# Goal of the exercise:
In the data, find each line where the word "false" appears and list that line.

# Task inputs:
_ _ _ _ _

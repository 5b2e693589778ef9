//! Postgres 日志事件实现

use super::parse_column;
use crate::error::StorageError;
use crate::traits::EventLogStore;
use crate::validation::clamp_limit;
use domain::{LogEvent, LogEventRecord, Severity};
use sqlx::{PgConnection, PgPool, Row};

pub struct PgEventLogStore {
    pub pool: PgPool,
}

impl PgEventLogStore {
    pub fn new(pool: PgPool) -> Self {
        Self { pool }
    }
}

pub(crate) async fn insert_event(
    conn: &mut PgConnection,
    record: &LogEventRecord,
) -> Result<(), StorageError> {
    sqlx::query(
        "insert into log_events \
         (event_id, equipment_id, meter_id, event_type, severity, parameter, message, \
          value, threshold_value, ts_ms, acknowledged) \
         values ($1, $2, $3, $4, $5, $6, $7, $8, $9, $10, false)",
    )
    .bind(&record.event_id)
    .bind(&record.equipment_id)
    .bind(&record.meter_id)
    .bind(&record.event_type)
    .bind(record.severity.as_str())
    .bind(&record.parameter)
    .bind(&record.message)
    .bind(record.value)
    .bind(record.threshold_value)
    .bind(record.ts_ms)
    .execute(conn)
    .await?;
    Ok(())
}

#[async_trait::async_trait]
impl EventLogStore for PgEventLogStore {
    async fn create_event(&self, event: LogEvent) -> Result<LogEventRecord, StorageError> {
        let record = event.into_record(uuid::Uuid::new_v4().to_string());
        let mut conn = self.pool.acquire().await?;
        insert_event(&mut *conn, &record).await?;
        Ok(record)
    }

    async fn list_active_events(&self, limit: usize) -> Result<Vec<LogEventRecord>, StorageError> {
        let rows = sqlx::query(
            "select event_id, equipment_id, meter_id, event_type, severity, parameter, message, \
             value, threshold_value, ts_ms, acknowledged \
             from log_events \
             where acknowledged = false \
             order by case severity \
               when 'critical' then 3 \
               when 'high' then 2 \
               when 'warning' then 2 \
               when 'medium' then 1 \
               else 0 end desc, \
             ts_ms desc \
             limit $1",
        )
        .bind(clamp_limit(limit) as i64)
        .fetch_all(&self.pool)
        .await?;
        let mut items = Vec::with_capacity(rows.len());
        for row in rows {
            let severity: String = row.try_get("severity")?;
            items.push(LogEventRecord {
                event_id: row.try_get("event_id")?,
                equipment_id: row.try_get("equipment_id")?,
                meter_id: row.try_get("meter_id")?,
                event_type: row.try_get("event_type")?,
                severity: parse_column("severity", &severity, Severity::parse)?,
                parameter: row.try_get("parameter")?,
                message: row.try_get("message")?,
                value: row.try_get("value")?,
                threshold_value: row.try_get("threshold_value")?,
                ts_ms: row.try_get("ts_ms")?,
                acknowledged: row.try_get("acknowledged")?,
            });
        }
        Ok(items)
    }

    async fn acknowledge_event(&self, event_id: &str) -> Result<bool, StorageError> {
        let result = sqlx::query(
            "update log_events set acknowledged = true, \
             acknowledged_at_ms = (extract(epoch from now()) * 1000)::bigint \
             where event_id = $1 and acknowledged = false",
        )
        .bind(event_id)
        .execute(&self.pool)
        .await?;
        Ok(result.rows_affected() > 0)
    }
}
//! 能源监测领域模型。
//!
//! 采集链路中各模块共享的数据结构：设备与表计配置、原始/校验后的读数、
//! 阈值与越限、日志事件、控制器运行状态。所有类型均为纯数据，不含 I/O。

pub mod equipment;
pub mod event;
pub mod reading;
pub mod threshold;

pub use equipment::{DeviceClass, Equipment, EquipmentStatus, Meter};
pub use event::{
    CommunicationError, EquipmentState, LogEvent, LogEventRecord, OperatingState, Severity,
    Violation, ViolationKind,
};
pub use reading::{DataQuality, Measurements, Parameter, RawReading, ValidatedReading};
pub use threshold::{Threshold, ThresholdScope};

/// 当前 Unix 毫秒时间戳。
pub fn now_epoch_ms() -> i64 {
    std::time::SystemTime::now()
        .duration_since(std::time::UNIX_EPOCH)
        .map(|d| d.as_millis() as i64)
        .unwrap_or(0)
}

_ _ _ _ _

# Expected answer:
         values ($1, $2, $3, $4, $5, $6, $7, $8, $9, $10, false)",
             where acknowledged = false \
             where event_id = $1 and acknowledged = false",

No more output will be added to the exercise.